▸ **EXERCISE MATERIAL**:

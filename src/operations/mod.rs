pub mod creation;
pub mod query;
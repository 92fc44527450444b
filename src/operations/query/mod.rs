mod assign_values;
mod bounding_box;
mod cluster_faces;
mod collider_points;

pub use assign_values::{AssignFaceValues, ANTIPODE_THRESHOLD};
pub use bounding_box::{Aabb, BoundingBox};
pub use cluster_faces::{ClusterFaces, FaceGroup, COPLANAR_THRESHOLD};
pub use collider_points::{ColliderPoints, COLLIDER_PRECISION};
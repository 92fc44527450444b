use rand::rngs::StdRng;

use crate::error::Result;

use super::{
    draw_die, parse_formula, AttackRoll, DiceFormula, DiceStringRoll, MultiRoll, RandomSource,
    RngSource, RollLimits, RollMode, RollResult,
};

/// Resolves dice formulas against a random source.
///
/// The engine owns its source and nothing else, so independent engines never
/// share state. Every die consumes exactly one draw, in the order the dice
/// are rolled.
#[derive(Debug, Clone)]
pub struct RollEngine<S = RngSource<StdRng>> {
    pub(super) source: S,
    pub(super) limits: RollLimits,
}

impl RollEngine {
    /// An engine backed by a standard generator seeded from the OS.
    #[must_use]
    pub fn from_os_rng() -> Self {
        Self::new(RngSource::from_os_rng())
    }
}

impl Default for RollEngine {
    fn default() -> Self {
        Self::from_os_rng()
    }
}

impl<S: RandomSource> RollEngine<S> {
    /// Creates an engine drawing from `source`.
    #[must_use]
    pub fn new(source: S) -> Self {
        Self {
            source,
            limits: RollLimits::default(),
        }
    }

    /// Sets the bounds on explosion and reroll chains.
    #[must_use]
    pub fn with_limits(mut self, limits: RollLimits) -> Self {
        self.limits = limits;
        self
    }

    /// The current chain limits.
    #[must_use]
    pub fn limits(&self) -> RollLimits {
        self.limits
    }

    /// Gives the random source back.
    #[must_use]
    pub fn into_source(self) -> S {
        self.source
    }

    /// Rolls one die with `sides` faces.
    pub fn roll_die(&mut self, sides: u32) -> u32 {
        draw_die(&mut self.source, sides)
    }

    pub(super) fn roll_dice(&mut self, count: u32, sides: u32) -> Vec<u32> {
        (0..count).map(|_| self.roll_die(sides)).collect()
    }

    /// Rolls a parsed formula.
    ///
    /// Advantage and disadvantage only apply to a single d20: two dice are
    /// drawn, the higher (or lower) is kept and the other lands in
    /// `dropped_rolls`. Any other formula ignores `mode`.
    pub fn roll(&mut self, formula: &DiceFormula, mode: RollMode) -> RollResult {
        let single_d20 = formula.count == 1 && formula.sides == 20;
        let keep_higher = match mode {
            RollMode::Advantage if single_d20 => true,
            RollMode::Disadvantage if single_d20 => false,
            RollMode::Normal | RollMode::Advantage | RollMode::Disadvantage => {
                let rolls = self.roll_dice(formula.count, formula.sides);
                return RollResult::new(formula, rolls, None);
            }
        };

        let first = self.roll_die(formula.sides);
        let second = self.roll_die(formula.sides);
        let (kept, dropped) = if keep_higher {
            (first.max(second), first.min(second))
        } else {
            (first.min(second), first.max(second))
        };
        RollResult::new(formula, vec![kept], Some(vec![dropped]))
    }

    /// Parses and rolls formula text.
    ///
    /// # Errors
    ///
    /// Returns [`RollError::InvalidFormula`](crate::error::RollError::InvalidFormula)
    /// if the text does not parse. Nothing is drawn in that case.
    pub fn quick_roll(&mut self, text: &str, mode: RollMode) -> Result<RollResult> {
        let formula = parse_formula(text)?;
        Ok(self.roll(&formula, mode))
    }

    /// Rolls a d20 check with a flat modifier.
    pub fn roll_check(&mut self, modifier: i32, mode: RollMode) -> RollResult {
        self.roll(&DiceFormula::d20(modifier), mode)
    }

    /// Rolls an attack and its damage.
    ///
    /// On a natural 20 the damage formula is rolled a second time; the rolls
    /// are concatenated and both totals summed, so the modifier counts twice.
    /// Draws happen in the order attack, damage, critical damage.
    ///
    /// # Errors
    ///
    /// Returns [`RollError::InvalidFormula`](crate::error::RollError::InvalidFormula)
    /// if `damage` does not parse. The formula is checked before any draw.
    pub fn roll_attack(
        &mut self,
        attack_modifier: i32,
        damage: &str,
        mode: RollMode,
    ) -> Result<AttackRoll> {
        let damage_formula = parse_formula(damage)?;

        let attack = self.roll_check(attack_modifier, mode);
        let mut damage = self.roll(&damage_formula, RollMode::Normal);
        if !attack.is_natural_max {
            return Ok(AttackRoll {
                attack,
                damage,
                crit_damage: None,
            });
        }

        let crit = self.roll(&damage_formula, RollMode::Normal);
        damage.rolls.extend_from_slice(&crit.rolls);
        damage.total += crit.total;
        damage.is_natural_max |= crit.is_natural_max;
        damage.is_natural_min &= crit.is_natural_min;
        tracing::debug!(
            attack = attack.total,
            damage = damage.total,
            formula = %damage_formula,
            "critical hit"
        );

        Ok(AttackRoll {
            attack,
            damage,
            crit_damage: Some(crit),
        })
    }

    /// Rolls several formulas independently and sums their totals.
    ///
    /// # Errors
    ///
    /// Returns [`RollError::InvalidFormula`](crate::error::RollError::InvalidFormula)
    /// for the first formula that does not parse. All formulas are parsed
    /// before anything is drawn.
    pub fn roll_multiple<I, T>(&mut self, formulas: I) -> Result<MultiRoll>
    where
        I: IntoIterator<Item = T>,
        T: AsRef<str>,
    {
        let parsed = formulas
            .into_iter()
            .map(|text| parse_formula(text.as_ref()))
            .collect::<Result<Vec<_>>>()?;

        let results: Vec<RollResult> = parsed
            .iter()
            .map(|formula| self.roll(formula, RollMode::Normal))
            .collect();
        let grand_total = results.iter().map(|r| r.total).sum();
        Ok(MultiRoll {
            results,
            grand_total,
        })
    }

    /// Rolls a dice string for display, e.g. `"1d20+3"` as `"1+3 = 4"`.
    ///
    /// # Errors
    ///
    /// Returns [`RollError::InvalidFormula`](crate::error::RollError::InvalidFormula)
    /// if the text does not parse.
    pub fn roll_dice_string(&mut self, text: &str) -> Result<DiceStringRoll> {
        let formula = parse_formula(text)?;
        let rolls = self.roll_dice(formula.count, formula.sides);
        let total: i64 = rolls.iter().map(|&r| i64::from(r)).sum();
        Ok(DiceStringRoll {
            dice: text.to_string(),
            rolls,
            modifier: formula.modifier,
            total,
            result: total + i64::from(formula.modifier),
        })
    }
}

▸ **ASSIGNMENT**: When you reach the line in the material above that holds "two dice are", begin reproducing lines exactly, and stop after the line that holds "RollMode::Advantage if single_d20".

▸ **RESPONSE BELOW**:
    /// Advantage and disadvantage only apply to a single d20: two dice are
    /// drawn, the higher (or lower) is kept and the other lands in
    /// `dropped_rolls`. Any other formula ignores `mode`.
    pub fn roll(&mut self, formula: &DiceFormula, mode: RollMode) -> RollResult {
        let single_d20 = formula.count == 1 && formula.sides == 20;
        let keep_higher = match mode {
            RollMode::Advantage if single_d20 => true,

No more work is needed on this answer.